You know, I said, “I wish people—which includes my own people—would stop allowing the news media and popular sentiment dictate how they feel about things—pessimistic or optimistic, negatively or positively, melancholy or joyous.

“They need to evaluate information and speculate outcomes themselves.

“I can’t tell you how many times the past few months I’ve heard, especially from our side, ‘oh, I’m so worried’ or ‘oh, we’re going to lose’ or ‘it’s no good, there’s no hope.’  And then upon inquiring why they felt that way, it turned out they were allowing the news media and popular sentiment to dictate to them how they were supposed to feel.

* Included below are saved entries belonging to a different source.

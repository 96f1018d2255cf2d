//! Shared fixtures: a tiny WordPiece vocabulary, a keyword-driven scorer
//! standing in for the BERT network, and an in-memory model registry.

#![allow(dead_code)]

use async_trait::async_trait;
use qaserve_core::config::{ConfigArgs, ServiceConfig};
use qaserve_core::runtime::tokenizer::{wordpiece_tokenizer, VOCAB_TXT};
use qaserve_core::runtime::{DeviceKind, LoadOptions, SpanConfig, SpanLogits, SpanStrategy};
use qaserve_core::{ModelLocation, ModelRegistry, QaError, QaModel, SpanScorer};
use std::collections::HashSet;
use std::path::{Path, PathBuf};
use std::sync::atomic::{AtomicUsize, Ordering};
use std::sync::Arc;
use std::time::Duration;
use tempfile::TempDir;
use tokenizers::{Encoding, Tokenizer};

pub const VOCAB: &[&str] = &[
    "[PAD]", "[UNK]", "[CLS]", "[SEP]", "[MASK]", "who", "built", "the", "tower", "?", "was",
    "by", "gustave", "eiffel", "'", "s", "company", "in", "paris", ".", "what", "city",
];

pub const EIFFEL_CONTEXT: &str = "The tower was built by Gustave Eiffel's company in Paris.";
pub const EIFFEL_QUESTION: &str = "Who built the tower?";

/// Write the fixture vocabulary into `dir`
pub fn write_vocab(dir: &Path) -> PathBuf {
    let path = dir.join(VOCAB_TXT);
    std::fs::write(&path, VOCAB.join("\n")).unwrap();
    path
}

pub fn test_tokenizer(dir: &Path) -> Tokenizer {
    wordpiece_tokenizer(&write_vocab(dir), true).unwrap()
}

/// Scores the first context occurrence of `start_word` as the span start and
/// the next context occurrence of `end_word` as the span end.
pub struct KeywordScorer {
    start_word: String,
    end_word: String,
    pub calls: Arc<AtomicUsize>,
    pub longest_input: Arc<AtomicUsize>,
}

impl KeywordScorer {
    pub fn new(start_word: &str, end_word: &str) -> Self {
        Self {
            start_word: start_word.to_string(),
            end_word: end_word.to_string(),
            calls: Arc::new(AtomicUsize::new(0)),
            longest_input: Arc::new(AtomicUsize::new(0)),
        }
    }
}

impl SpanScorer for KeywordScorer {
    fn span_logits(&self, encoding: &Encoding) -> qaserve_core::Result<SpanLogits> {
        self.calls.fetch_add(1, Ordering::SeqCst);
        let tokens = encoding.get_tokens();
        self.longest_input.fetch_max(tokens.len(), Ordering::SeqCst);

        let sequence_ids = encoding.get_sequence_ids();
        let in_context = |i: usize| sequence_ids[i] == Some(1);

        let mut start = vec![0.0; tokens.len()];
        let mut end = vec![0.0; tokens.len()];

        let start_pos = (0..tokens.len()).find(|&i| in_context(i) && tokens[i] == self.start_word);
        if let Some(pos) = start_pos {
            start[pos] = 10.0;
        }
        let end_from = start_pos.unwrap_or(0);
        let end_pos = (end_from..tokens.len())
            .find(|&i| in_context(i) && tokens[i] == self.end_word)
            .or_else(|| (0..tokens.len()).find(|&i| in_context(i) && tokens[i] == self.end_word));
        if let Some(pos) = end_pos {
            end[pos] = 10.0;
        }

        Ok(SpanLogits { start, end })
    }
}

/// How a [`FailingScorer`] misbehaves
#[derive(Debug, Clone, Copy)]
pub enum Failure {
    /// Return an inference error
    Error,
    /// Return one logit fewer than there are tokens
    WrongLength,
}

/// Fails its first `failures` calls, then scores like the wrapped [`KeywordScorer`]
pub struct FailingScorer {
    inner: KeywordScorer,
    failure: Failure,
    remaining: AtomicUsize,
}

impl FailingScorer {
    pub fn new(inner: KeywordScorer, failure: Failure, failures: usize) -> Self {
        Self {
            inner,
            failure,
            remaining: AtomicUsize::new(failures),
        }
    }
}

impl SpanScorer for FailingScorer {
    fn span_logits(&self, encoding: &Encoding) -> qaserve_core::Result<SpanLogits> {
        let failing = self
            .remaining
            .fetch_update(Ordering::SeqCst, Ordering::SeqCst, |n| n.checked_sub(1))
            .is_ok();
        if !failing {
            return self.inner.span_logits(encoding);
        }

        match self.failure {
            Failure::Error => Err(QaError::Inference("device lost".to_string())),
            Failure::WrongLength => {
                let mut logits = self.inner.span_logits(encoding)?;
                logits.start.pop();
                logits.end.pop();
                Ok(logits)
            }
        }
    }
}

/// Sleeps before scoring like the wrapped [`KeywordScorer`]
pub struct SlowScorer {
    inner: KeywordScorer,
    delay: Duration,
}

impl SlowScorer {
    pub fn new(inner: KeywordScorer, delay: Duration) -> Self {
        Self { inner, delay }
    }
}

impl SpanScorer for SlowScorer {
    fn span_logits(&self, encoding: &Encoding) -> qaserve_core::Result<SpanLogits> {
        std::thread::sleep(self.delay);
        self.inner.span_logits(encoding)
    }
}

pub fn load_options(strategy: SpanStrategy, max_seq_len: usize) -> LoadOptions {
    LoadOptions {
        use_gpu: false,
        max_seq_len,
        span: SpanConfig {
            strategy,
            max_answer_len: 30,
        },
    }
}

/// Assemble a model over the fixture vocabulary and `scorer`
pub fn test_model(dir: &Path, scorer: impl SpanScorer + 'static, options: &LoadOptions) -> QaModel {
    QaModel::from_parts(
        "test/keyword-qa",
        ModelLocation::local(dir),
        test_tokenizer(dir),
        Box::new(scorer),
        DeviceKind::Cpu,
        options,
    )
    .unwrap()
}

/// Configuration with a token supplied through the environment lookup
pub fn test_config() -> ServiceConfig {
    ServiceConfig::load_with_env(&ConfigArgs::default(), |key| {
        (key == "auth_token").then(|| "test-token".to_string())
    })
    .unwrap()
}

/// Registry serving files out of a local directory
pub struct FakeRegistry {
    source: TempDir,
    failing: HashSet<String>,
    pub fetches: AtomicUsize,
}

impl FakeRegistry {
    /// Registry whose repositories all hold `files`
    pub fn with_files(files: &[(&str, &[u8])]) -> Self {
        let source = tempfile::tempdir().unwrap();
        for (name, contents) in files {
            std::fs::write(source.path().join(name), contents).unwrap();
        }
        Self {
            source,
            failing: HashSet::new(),
            fetches: AtomicUsize::new(0),
        }
    }

    /// Registry holding a complete BERT checkpoint layout
    pub fn bert_checkpoint() -> Self {
        let vocab = VOCAB.join("\n");
        Self::with_files(&[
            ("config.json", &br#"{"model_type": "bert"}"#[..]),
            ("vocab.txt", vocab.as_bytes()),
            ("model.safetensors", &b"weights"[..]),
        ])
    }

    /// Make fetching `filename` fail
    pub fn failing_on(mut self, filename: &str) -> Self {
        self.failing.insert(filename.to_string());
        self
    }

    pub fn fetch_count(&self) -> usize {
        self.fetches.load(Ordering::SeqCst)
    }
}

#[async_trait]
impl ModelRegistry for FakeRegistry {
    async fn fetch_file(&self, repo_id: &str, filename: &str) -> qaserve_core::Result<PathBuf> {
        self.fetches.fetch_add(1, Ordering::SeqCst);
        let path = self.source.path().join(filename);
        if self.failing.contains(filename) {
            return Err(QaError::Download(format!("{}: connection reset", filename)));
        }
        if !path.is_file() {
            return Err(QaError::Download(format!("{} has no {}", repo_id, filename)));
        }
        Ok(path)
    }
}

“I’m the only person I know—the sole solitary person—whose feelings about the election, and speculations about its outcome were based upon my own brain, independent of pollution by pundidiots, pollsters, and prophets.

“Of course, because I don’t do television or radio, that’s easy for me to do, coming to my own conclusions without being influenced by other, most likely selfish special, interests who want me to think their way.

“There’s an advantage to living in a world where one doesn’t hear anything, and has to make judgements based only upon what one sees.

“I’m not going to tell what I’ve concluded, only to say that I’m defiantly relaxed, laid back, and mellow about the whole thing.”